After a career in the military, many veterans feel lost once they’re discharged. One former Dallas, Texas, Marine understood that fact better than anyone, so he decided to do something about it.
John Cody Hardin was a United States Marine from 2005 until 2010. Although the military does ‘separations training’ during the last three months of service, John felt a need for more peer-to-peer interaction as he faced his new life as a civilian. An avid outdoorsman, John decided to start a non-profit that would give veterans hands-on programs with others like them, while also enabling them to experience adventures outdoors.
“My father had been a defense attorney for over 40 years and I had plans to follow in his footsteps,” said John. “So, after college, he hired me to work for him as a legal assistant, while I prepared for law school.” Though John felt like he was on the right path, he knew something was missing.
Life after the military was an emotional roller coaster. Once the uniform comes off and the camaraderie, sense of purpose and responsibility you had in the military is gone, your life can start to feel meaningless. Like many other veterans, I struggled with the transition back to civilian life and found it difficult to reconnect socially with others. There were good days when I thought I had everything figured out and dark days when I was completely lost.
Although John tried his best to focus on school and work, he rediscovered a childhood love of getting lost outdoors. He began to hike and found it was the perfect outlet for him to escape his thoughts and decompress. It was this love of the outdoors along with a nudge from a fellow ex-Marine that encouraged John to start a non-profit for veterans.
And so, The Warrior’s Keep was born.
The organization “provides free access to outdoor activities and adventures designed to educate and assist with the difficulties of reconnecting socially, while achieving inner peace and healing of the mind.”
These activities are especially important for veterans who suffer from PTSD, helping them connect with nature and focus on their health and well-being.
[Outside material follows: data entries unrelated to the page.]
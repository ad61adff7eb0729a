//! Runtime Value - registry에 저장되는 타입 소거 공유 핸들

use std::any::Any;
use std::fmt;
use std::sync::Arc;

/// 불투명 런타임 값
///
/// Clone은 같은 할당을 공유한다. Registry는 값 자체를 복사하지 않는다.
#[derive(Clone)]
pub struct RuntimeValue {
    inner: Arc<dyn Any + Send + Sync>,
    type_name: &'static str,
}

impl RuntimeValue {
    /// 값을 감싸서 생성
    pub fn new<T: Any + Send + Sync>(value: T) -> Self {
        Self::from_arc(Arc::new(value))
    }

    /// 이미 공유 중인 값을 재할당 없이 감싸기
    pub fn from_arc<T: Any + Send + Sync>(value: Arc<T>) -> Self {
        Self {
            inner: value,
            type_name: std::any::type_name::<T>(),
        }
    }

    /// 구체 타입 참조로 변환
    pub fn downcast_ref<T: Any>(&self) -> Option<&T> {
        self.inner.downcast_ref::<T>()
    }

    /// 구체 타입의 공유 핸들로 변환
    pub fn downcast<T: Any + Send + Sync>(&self) -> Option<Arc<T>> {
        Arc::clone(&self.inner).downcast::<T>().ok()
    }

    /// 저장된 값의 타입 확인
    pub fn is<T: Any>(&self) -> bool {
        self.inner.is::<T>()
    }

    /// 동일 할당 여부 (값 비교 아님)
    pub fn ptr_eq(&self, other: &RuntimeValue) -> bool {
        Arc::ptr_eq(&self.inner, &other.inner)
    }

    /// 저장된 값의 타입 이름 (로그/에러 메시지용)
    pub fn type_name(&self) -> &'static str {
        self.type_name
    }
}

impl fmt::Debug for RuntimeValue {
    fn fmt(&self, f: &mut fmt::Formatter<'_>) -> fmt::Result {
        f.debug_struct("RuntimeValue")
            .field("type", &self.type_name)
            .finish_non_exhaustive()
    }
}
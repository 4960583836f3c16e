//! Definition-phase API.
//!
//! A machine is declared through a `MachineBuilder`: transitions are
//! registered one at a time and checked against those already present,
//! aliases are collected, and `evaluate()` freezes the result into a
//! read-only `MachineDefinition`.

pub mod alias;
pub mod error;
pub mod machine;
pub mod macros;
pub mod options;
pub mod transition;

pub use alias::AliasBuilder;
pub use error::DefinitionError;
pub use machine::MachineBuilder;
pub use options::MachineOptions;
pub use transition::TransitionBuilder;

use crate::core::State;

/// Start a named transition.
///
/// # Example
///
/// ```
/// use statebound::builder::{transition, MachineBuilder, MachineOptions};
/// use statebound::state_enum;
///
/// state_enum! {
///     enum Factory {
///         Constructed => "constructed",
///     }
/// }
///
/// let mut builder = MachineBuilder::new(MachineOptions::new());
/// builder.register_transition(
///     transition("construct").from(None::<Factory>).to(Factory::Constructed),
/// )?;
/// # Ok::<(), statebound::builder::DefinitionError>(())
/// ```
pub fn transition<S: State>(name: &str) -> TransitionBuilder<S> {
    TransitionBuilder::named(name)
}

/// Start an alias.
pub fn alias<S: State>(name: &str) -> AliasBuilder<S> {
    AliasBuilder::new(name)
}
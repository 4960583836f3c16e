//! Guard descriptors for enabling host-side behaviour around transitions.
//!
//! A guard is data, not a closure: it names the condition and is evaluated
//! against a live record by an integration context. Hosts use guards to
//! switch on extra validations or callbacks only when a particular
//! transition happened, or only while the record sits in certain states.

use super::state::{Endpoint, State};

/// Which change of the governed field a guard or query looks at.
#[derive(Clone, Copy, PartialEq, Eq, Debug, Default)]
pub enum ChangeScope {
    /// The unsaved change of the current save cycle.
    #[default]
    Pending,
    /// The change committed by the most recent save.
    Previous,
}

/// Declarative condition over a record's governed field.
#[derive(Clone, PartialEq, Debug)]
pub enum Guard<S: State> {
    /// The field changed in `scope`, the value before the change is one of
    /// `from` (or `from` holds `Any`), and the current value is `to` (or
    /// `to` is `Any`).
    Transitioned {
        from: Vec<Endpoint<S>>,
        to: Endpoint<S>,
        scope: ChangeScope,
    },
    /// The current value is one of these states.
    InStates(Vec<S>),
}

impl<S: State> Guard<S> {
    /// Check the guard against the observed field values.
    ///
    /// `changed` and `was` describe the change in the guard's own scope;
    /// `current` is the present value. Pure: callers gather the values.
    ///
    /// # Example
    ///
    /// ```rust
    /// use statebound::core::{ChangeScope, Endpoint, Guard, State};
    /// use serde::{Deserialize, Serialize};
    ///
    /// #[derive(Clone, PartialEq, Debug, Serialize, Deserialize)]
    /// enum Zoo { Closed, Opened }
    ///
    /// impl State for Zoo {
    ///     fn name(&self) -> &str {
    ///         match self {
    ///             Self::Closed => "closed",
    ///             Self::Opened => "opened",
    ///         }
    ///     }
    /// }
    ///
    /// let opening = Guard::Transitioned {
    ///     from: vec![Endpoint::State(Zoo::Closed)],
    ///     to: Endpoint::State(Zoo::Opened),
    ///     scope: ChangeScope::Pending,
    /// };
    ///
    /// assert!(opening.check(true, Some(&Zoo::Closed), Some(&Zoo::Opened)));
    /// assert!(!opening.check(false, Some(&Zoo::Closed), Some(&Zoo::Opened)));
    /// ```
    pub fn check(&self, changed: bool, was: Option<&S>, current: Option<&S>) -> bool {
        match self {
            Guard::Transitioned { from, to, .. } => {
                changed
                    && (from.contains(&Endpoint::of(was)) || from.contains(&Endpoint::Any))
                    && (to.is_any() || *to == Endpoint::of(current))
            }
            Guard::InStates(states) => current.is_some_and(|state| states.contains(state)),
        }
    }

    /// The change scope this guard inspects.
    pub fn scope(&self) -> ChangeScope {
        match self {
            Guard::Transitioned { scope, .. } => *scope,
            Guard::InStates(_) => ChangeScope::Pending,
        }
    }
}
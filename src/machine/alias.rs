//! Aliases: named boolean predicates over sets of states.

use crate::core::State;

/// Typed reference to an alias of one machine.
#[derive(Clone, Copy, PartialEq, Eq, Hash, Debug)]
pub struct AliasHandle(pub(crate) usize);

impl AliasHandle {
    pub fn index(&self) -> usize {
        self.0
    }
}

/// A named predicate: "the current state is (not) one of `members`".
///
/// The set of states the predicate is true for is resolved once, when the
/// machine is evaluated, against the machine's full list of states.
#[derive(Clone, Debug, PartialEq)]
pub struct AliasRule<S: State> {
    pub(crate) name: String,
    pub(crate) qualified_name: String,
    pub(crate) members: Vec<S>,
    pub(crate) negated: bool,
    pub(crate) opposite: Option<AliasHandle>,
    pub(crate) derived: Vec<S>,
}

impl<S: State> AliasRule<S> {
    pub(crate) fn resolve(
        name: String,
        qualified_name: String,
        members: Vec<S>,
        negated: bool,
        states: &[S],
    ) -> Self {
        let derived = if negated {
            states
                .iter()
                .filter(|state| !members.contains(state))
                .cloned()
                .collect()
        } else {
            members.clone()
        };

        Self {
            name,
            qualified_name,
            members,
            negated,
            opposite: None,
            derived,
        }
    }

    pub fn name(&self) -> &str {
        &self.name
    }

    pub fn qualified_name(&self) -> &str {
        &self.qualified_name
    }

    /// States named when the alias was declared.
    pub fn members(&self) -> &[S] {
        &self.members
    }

    pub fn is_negated(&self) -> bool {
        self.negated
    }

    /// The automatically generated logical opposite, if one was requested.
    pub fn opposite(&self) -> Option<AliasHandle> {
        self.opposite
    }

    /// States for which the alias holds.
    pub fn derived_members(&self) -> &[S] {
        &self.derived
    }

    /// Whether the alias holds for a field currently holding `current`.
    pub fn holds(&self, current: Option<&S>) -> bool {
        current.is_some_and(|state| self.derived.contains(state))
    }
}

#[cfg(test)]
mod tests {
    use super::*;
    use serde::{Deserialize, Serialize};

    #[derive(Clone, PartialEq, Debug, Serialize, Deserialize)]
    enum House {
        Dirty,
        Disgusting,
        Clean,
    }

    impl State for House {
        fn name(&self) -> &str {
            match self {
                Self::Dirty => "dirty",
                Self::Disgusting => "disgusting",
                Self::Clean => "clean",
            }
        }
    }

    const STATES: [House; 3] = [House::Dirty, House::Disgusting, House::Clean];

    #[test]
    fn plain_alias_holds_for_members() {
        let alias = AliasRule::resolve(
            "messy".into(),
            "messy".into(),
            vec![House::Dirty, House::Disgusting],
            false,
            &STATES,
        );

        assert_eq!(alias.derived_members(), &[House::Dirty, House::Disgusting]);
        assert!(alias.holds(Some(&House::Dirty)));
        assert!(!alias.holds(Some(&House::Clean)));
        assert!(!alias.holds(None));
    }

    #[test]
    fn negated_alias_holds_for_remaining_states() {
        let alias = AliasRule::resolve(
            "cleaned".into(),
            "house_cleaned".into(),
            vec![House::Dirty, House::Disgusting],
            true,
            &STATES,
        );

        assert!(alias.is_negated());
        assert_eq!(alias.derived_members(), &[House::Clean]);
        assert!(alias.holds(Some(&House::Clean)));
        assert!(!alias.holds(Some(&House::Disgusting)));
        assert_eq!(alias.qualified_name(), "house_cleaned");
    }
}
Doing a hike with a group of fellow vets also simulates the feeling of accomplishment, camaraderie, and purpose much like their time in the service.
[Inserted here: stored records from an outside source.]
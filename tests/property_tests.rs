//! Property-based tests for rule matching, aliases and history.
//!
//! These tests use proptest to verify properties hold across
//! many randomly generated machines and timelines.

use chrono::{DateTime, Duration, TimeZone, Utc};
use proptest::prelude::*;
use statebound::builder::{AliasBuilder, MachineBuilder, MachineOptions, TransitionBuilder};
use statebound::core::{Endpoint, EntryTimeline};
use statebound::machine::MachineDefinition;
use statebound::state_enum;
use std::collections::HashMap;

state_enum! {
    enum Phase {
        Pending => "pending",
        Activated => "activated",
        Deactivated => "deactivated",
        Semiactivated => "semiactivated",
        Hyperactivated => "hyperactivated",
    }
}

const PHASES: [Phase; 5] = [
    Phase::Pending,
    Phase::Activated,
    Phase::Deactivated,
    Phase::Semiactivated,
    Phase::Hyperactivated,
];

fn endpoint(index: usize) -> Endpoint<Phase> {
    match index {
        5 => Endpoint::Unset,
        6 => Endpoint::Any,
        i => Endpoint::State(PHASES[i].clone()),
    }
}

fn all_endpoints() -> Vec<Endpoint<Phase>> {
    (0..7).map(endpoint).collect()
}

prop_compose! {
    /// A rule as a source bitmask over the seven endpoints and a target index.
    fn arbitrary_rule()(sources in 1..128u8, target in 0..7usize) -> (u8, usize) {
        (sources, target)
    }
}

fn build(rules: &[(u8, usize)]) -> MachineDefinition<Phase> {
    let mut builder = MachineBuilder::new(MachineOptions::new());
    for (sources, target) in rules {
        let mut transition = TransitionBuilder::<Phase>::new();
        for bit in 0..7 {
            if (sources >> bit) & 1 == 1 {
                transition = transition.from(endpoint(bit));
            }
        }
        // Conflicting rules are rejected; the machine keeps the rest.
        let _ = builder.register_transition(transition.to(endpoint(*target)));
    }
    builder.evaluate().unwrap()
}

fn reference_match(
    machine: &MachineDefinition<Phase>,
    from: &Endpoint<Phase>,
    to: &Endpoint<Phase>,
) -> Option<usize> {
    machine.transitions().iter().position(|rule| {
        let accepts = *from == Endpoint::Any
            || rule.from_states().contains(&Endpoint::Any)
            || rule.from_states().contains(from);
        let reaches =
            *to == Endpoint::Any || *rule.to_state() == Endpoint::Any || rule.to_state() == to;
        accepts && reaches
    })
}

fn at(minutes: i64) -> DateTime<Utc> {
    Utc.with_ymd_and_hms(2024, 1, 1, 0, 0, 0).unwrap() + Duration::minutes(minutes)
}

proptest! {
    #[test]
    fn matching_transition_is_first_match(rules in prop::collection::vec(arbitrary_rule(), 0..12)) {
        let machine = build(&rules);

        for from in all_endpoints() {
            for to in all_endpoints() {
                let found = machine.matching_transition(&from, &to).map(|h| h.index());
                prop_assert_eq!(found, reference_match(&machine, &from, &to));
            }
        }
    }

    #[test]
    fn concrete_pairs_resolve_to_at_most_one_rule(rules in prop::collection::vec(arbitrary_rule(), 0..12)) {
        let machine = build(&rules);
        let concrete: Vec<Endpoint<Phase>> = (0..6).map(endpoint).collect();

        for from in &concrete {
            for to in &concrete[..5] {
                let resolving = machine
                    .transitions()
                    .iter()
                    .filter(|rule| rule.matches(from, to))
                    .count();
                prop_assert!(
                    resolving <= 1,
                    "{} -> {} resolved by {} rules",
                    from,
                    to,
                    resolving
                );
            }
        }
    }

    #[test]
    fn negated_alias_is_complement(mask in 0..32u8, current in 0..5usize) {
        let members: Vec<Phase> = (0..5)
            .filter(|i| (mask >> i) & 1 == 1)
            .map(|i| PHASES[i].clone())
            .collect();

        let mut builder = MachineBuilder::new(MachineOptions::new());
        for phase in PHASES {
            builder.state(phase).unwrap();
        }
        let handle = builder
            .register_alias(AliasBuilder::new("outside").is_not(members.clone()).opposite("inside"))
            .unwrap();
        let machine = builder.evaluate().unwrap();

        let outside = machine.alias(handle).unwrap();
        let inside = machine.alias(outside.opposite().unwrap()).unwrap();
        let state = &PHASES[current];

        prop_assert_eq!(outside.holds(Some(state)), !members.contains(state));
        prop_assert_eq!(inside.holds(Some(state)), members.contains(state));
        prop_assert!(!outside.holds(None));
    }

    #[test]
    fn entered_states_hold_until_superseded(
        order in Just(PHASES.to_vec()).prop_shuffle(),
        visited in 1..=5usize,
        gaps in prop::collection::vec(1..60i64, 5),
        query in 0..400i64,
    ) {
        let mut entered = HashMap::new();
        let mut clock = 0;
        for (phase, gap) in order.iter().take(visited).zip(&gaps) {
            clock += gap;
            entered.insert(phase.clone(), at(clock));
        }
        let timeline = EntryTimeline::new(&PHASES[..], |s: &Phase| entered.get(s).copied());
        let query = at(query);

        let expected = order
            .iter()
            .take(visited)
            .filter(|phase| entered[*phase] <= query)
            .last();

        for phase in &PHASES {
            prop_assert_eq!(timeline.in_state_at(phase, query), Some(phase) == expected);
        }
        prop_assert_eq!(timeline.likely_state_at(query), expected);
    }
}
//! Transition rules: one legal change of a governed field.

use crate::core::{ChangeScope, Endpoint, Guard, State};

/// Typed reference to a transition rule of one machine.
///
/// Handles are handed out at definition time and stay valid for the
/// definition produced by `evaluate()`.
#[derive(Clone, Copy, PartialEq, Eq, Hash, Debug)]
pub struct TransitionHandle(pub(crate) usize);

impl TransitionHandle {
    pub fn index(&self) -> usize {
        self.0
    }
}

/// A legal move from any of `from_states` to `to_state`.
///
/// Anonymous rules (no name) come from implicit declarations: entering the
/// initial state, or `MachineBuilder::state`.
#[derive(Clone, Debug, PartialEq)]
pub struct TransitionRule<S: State> {
    pub(crate) name: Option<String>,
    pub(crate) qualified_name: Option<String>,
    pub(crate) from: Vec<Endpoint<S>>,
    pub(crate) to: Endpoint<S>,
}

impl<S: State> TransitionRule<S> {
    pub fn name(&self) -> Option<&str> {
        self.name.as_deref()
    }

    /// Name prefixed with the machine's namespace unless it is the default.
    pub fn qualified_name(&self) -> Option<&str> {
        self.qualified_name.as_deref()
    }

    pub fn from_states(&self) -> &[Endpoint<S>] {
        &self.from
    }

    pub fn to_state(&self) -> &Endpoint<S> {
        &self.to
    }

    /// Whether a record whose field holds `from` may take this rule.
    ///
    /// A wildcard `from` is accepted by every rule so that brand-new records
    /// can be checked against any rule producing their state.
    pub fn accepts(&self, from: &Endpoint<S>) -> bool {
        from.is_any() || self.from.contains(&Endpoint::Any) || self.from.contains(from)
    }

    /// Whether this rule legalises the move `from` -> `to`.
    pub fn matches(&self, from: &Endpoint<S>, to: &Endpoint<S>) -> bool {
        self.accepts(from) && (self.to == *to || self.to.is_any() || to.is_any())
    }

    /// Guard that holds when a record just moved along this rule.
    pub fn guard(&self, scope: ChangeScope) -> Guard<S> {
        Guard::Transitioned {
            from: self.from.clone(),
            to: self.to.clone(),
            scope,
        }
    }

    pub(crate) fn label(&self) -> String {
        self.qualified_name
            .clone()
            .unwrap_or_else(|| format!("anonymous transition to {}", self.to))
    }
}

/// First rule, in registration order, that legalises `from` -> `to`.
pub(crate) fn first_match<S: State>(
    rules: &[TransitionRule<S>],
    from: &Endpoint<S>,
    to: &Endpoint<S>,
) -> Option<TransitionHandle> {
    rules
        .iter()
        .position(|rule| rule.matches(from, to))
        .map(TransitionHandle)
}
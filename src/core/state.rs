//! State values and the endpoints transitions are declared between.
//!
//! A governed field holds at most one concrete state. Transition rules talk
//! about *endpoints*: a concrete state, the empty field, or the wildcard.
//! The wildcard is its own variant so it can never be confused with, or
//! written into, a real field.

use serde::de::DeserializeOwned;
use serde::{Deserialize, Serialize};
use std::fmt::{self, Debug};

/// Trait for the values a governed field can hold.
///
/// # Example
///
/// ```rust
/// use statebound::core::State;
/// use serde::{Deserialize, Serialize};
///
/// #[derive(Clone, PartialEq, Debug, Serialize, Deserialize)]
/// enum Door {
///     Open,
///     Closed,
/// }
///
/// impl State for Door {
///     fn name(&self) -> &str {
///         match self {
///             Self::Open => "open",
///             Self::Closed => "closed",
///         }
///     }
/// }
///
/// assert_eq!(Door::Open.name(), "open");
/// ```
pub trait State:
    Clone + PartialEq + Debug + Serialize + DeserializeOwned + Send + Sync + 'static
{
    /// Name used in messages, timestamp slot names and descriptions.
    fn name(&self) -> &str;
}

/// One side of a transition: a concrete state, the empty field, or `Any`.
#[derive(Clone, PartialEq, Debug, Serialize, Deserialize)]
#[serde(bound = "")]
pub enum Endpoint<S: State> {
    /// Matches every value, including the empty field.
    Any,
    /// The field holds no state.
    Unset,
    /// The field holds exactly this state.
    State(S),
}

impl<S: State> Endpoint<S> {
    /// The value currently held by a field, as an endpoint.
    pub fn of(value: Option<&S>) -> Self {
        match value {
            Some(state) => Endpoint::State(state.clone()),
            None => Endpoint::Unset,
        }
    }

    pub fn is_any(&self) -> bool {
        matches!(self, Endpoint::Any)
    }

    /// The concrete state, if this endpoint names one.
    pub fn state(&self) -> Option<&S> {
        match self {
            Endpoint::State(state) => Some(state),
            _ => None,
        }
    }
}

impl<S: State> From<S> for Endpoint<S> {
    fn from(state: S) -> Self {
        Endpoint::State(state)
    }
}

impl<S: State> From<Option<S>> for Endpoint<S> {
    fn from(value: Option<S>) -> Self {
        match value {
            Some(state) => Endpoint::State(state),
            None => Endpoint::Unset,
        }
    }
}

impl<S: State> fmt::Display for Endpoint<S> {
    fn fmt(&self, f: &mut fmt::Formatter<'_>) -> fmt::Result {
        match self {
            Endpoint::Any => f.write_str("any"),
            Endpoint::Unset => f.write_str("nil"),
            Endpoint::State(state) => f.write_str(state.name()),
        }
    }
}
Outdoor engagement activities have been shown to improve quality of life and allow veterans the opportunity to process and reflect on their experiences. Our belief is that sometimes the best medicine is nature’s medicine. We currently offer 3 programs: Vet-Ex Program (Veteran Excursions), Vet-Rec Program (Veteran Recreations) and the Vet-Connect Program.
The Warrior’s Keep also organizes multiple social and service events throughout the year, from group hikes to ski trips, visits to veteran homes, charitable music events, and more. John’s ultimate goal is to create a 100+ acre retreat with cabins and campgrounds for veterans to gather for outdoor excursions. He hopes that this facility will be the perfect place for those “lost” after life in the military to bond with new friends and learn how to love their lives after severing the responsibility of service life.
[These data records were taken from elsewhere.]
//! The capabilities a host record exposes to the engine.
//!
//! A record type implements `HostRecord` once, for everything that does not
//! depend on the state type: change flags, the error sink, the persist hook
//! and timestamp slots. It then implements `Record` once per state type it
//! stores. The engine only ever reaches the record through these traits.
//! Timestamp slots are optional; every slot method has a default meaning
//! "no such slot".

use super::error::PersistError;
use crate::core::{ChangeScope, State};
use chrono::{DateTime, Utc};
use std::fmt;

/// A per-record timestamp column maintained by tracking.
#[derive(Clone, Copy, PartialEq, Eq, Debug)]
pub enum TimestampSlot<'a> {
    /// When the record last entered `state`, stored as `<state>_<field>_at`.
    Entered { state: &'a str, field: &'a str },
    /// When the field last changed, stored as `<field>_changed_at`.
    Changed { field: &'a str },
}

impl TimestampSlot<'_> {
    /// Conventional column name of the slot.
    pub fn name(&self) -> String {
        match self {
            TimestampSlot::Entered { state, field } => format!("{state}_{field}_at"),
            TimestampSlot::Changed { field } => format!("{field}_changed_at"),
        }
    }
}

impl fmt::Display for TimestampSlot<'_> {
    fn fmt(&self, f: &mut fmt::Formatter<'_>) -> fmt::Result {
        f.write_str(&self.name())
    }
}

/// Host-side contract shared by every machine declared on a record type.
pub trait HostRecord {
    /// True until the record has been persisted once.
    fn is_new_record(&self) -> bool;

    fn state_changed(&self, field: &str, scope: ChangeScope) -> bool;

    /// Attach a validation message to the record's error collection.
    fn add_error(&mut self, field: &str, message: String);

    /// Discard messages from an earlier save cycle.
    fn clear_errors(&mut self) {}

    /// Write the record to storage.
    fn persist(&mut self) -> Result<(), PersistError>;

    fn can_read_timestamp(&self, _slot: &TimestampSlot<'_>) -> bool {
        false
    }

    fn can_write_timestamp(&self, _slot: &TimestampSlot<'_>) -> bool {
        false
    }

    fn read_timestamp(&self, _slot: &TimestampSlot<'_>) -> Option<DateTime<Utc>> {
        None
    }

    /// Set or clear a slot. Clearing is used to undo a refused save.
    fn write_timestamp(&mut self, _slot: &TimestampSlot<'_>, _value: Option<DateTime<Utc>>) {}

    /// Whether the slot already holds an unsaved change in this cycle.
    fn timestamp_changed(&self, _slot: &TimestampSlot<'_>) -> bool {
        false
    }
}

/// Typed access to the fields holding states of type `S`.
pub trait Record<S: State>: HostRecord {
    fn read_state(&self, field: &str) -> Option<S>;

    fn write_state(&mut self, field: &str, value: Option<S>);

    /// Value of the field before the change in `scope`.
    fn state_was(&self, field: &str, scope: ChangeScope) -> Option<S>;
}

impl<R: HostRecord + ?Sized> HostRecord for &mut R {
    fn is_new_record(&self) -> bool {
        (**self).is_new_record()
    }

    fn state_changed(&self, field: &str, scope: ChangeScope) -> bool {
        (**self).state_changed(field, scope)
    }

    fn add_error(&mut self, field: &str, message: String) {
        (**self).add_error(field, message)
    }

    fn clear_errors(&mut self) {
        (**self).clear_errors()
    }

    fn persist(&mut self) -> Result<(), PersistError> {
        (**self).persist()
    }

    fn can_read_timestamp(&self, slot: &TimestampSlot<'_>) -> bool {
        (**self).can_read_timestamp(slot)
    }

    fn can_write_timestamp(&self, slot: &TimestampSlot<'_>) -> bool {
        (**self).can_write_timestamp(slot)
    }

    fn read_timestamp(&self, slot: &TimestampSlot<'_>) -> Option<DateTime<Utc>> {
        (**self).read_timestamp(slot)
    }

    fn write_timestamp(&mut self, slot: &TimestampSlot<'_>, value: Option<DateTime<Utc>>) {
        (**self).write_timestamp(slot, value)
    }

    fn timestamp_changed(&self, slot: &TimestampSlot<'_>) -> bool {
        (**self).timestamp_changed(slot)
    }
}

impl<S: State, R: Record<S> + ?Sized> Record<S> for &mut R {
    fn read_state(&self, field: &str) -> Option<S> {
        (**self).read_state(field)
    }

    fn write_state(&mut self, field: &str, value: Option<S>) {
        (**self).write_state(field, value)
    }

    fn state_was(&self, field: &str, scope: ChangeScope) -> Option<S> {
        (**self).state_was(field, scope)
    }
}

#[cfg(test)]
mod tests {
    use super::*;

    #[test]
    fn slot_names_follow_column_convention() {
        let entered = TimestampSlot::Entered {
            state: "semiactivated",
            field: "state",
        };
        let changed = TimestampSlot::Changed { field: "status" };

        assert_eq!(entered.name(), "semiactivated_state_at");
        assert_eq!(changed.to_string(), "status_changed_at");
    }
}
John continues to work full-time as a paralegal in his father’s law office, but his heart is truly with his passion project, The Warrior’s Keep.
Since we are strictly a volunteer-based organization, with no paid positions, most everyone involved is either a full-time student or has a full-time job. Finding individuals that are passionate about the mission and motivated to help others is crucial to organizational success. It truly takes a special person to sacrifice their own time to serve others.
As if it weren’t enough to serve his country, here we have a true American hero putting the needs of others above his own. In this way, John and his fellow volunteers continue to serve, and for that, we are immensely grateful.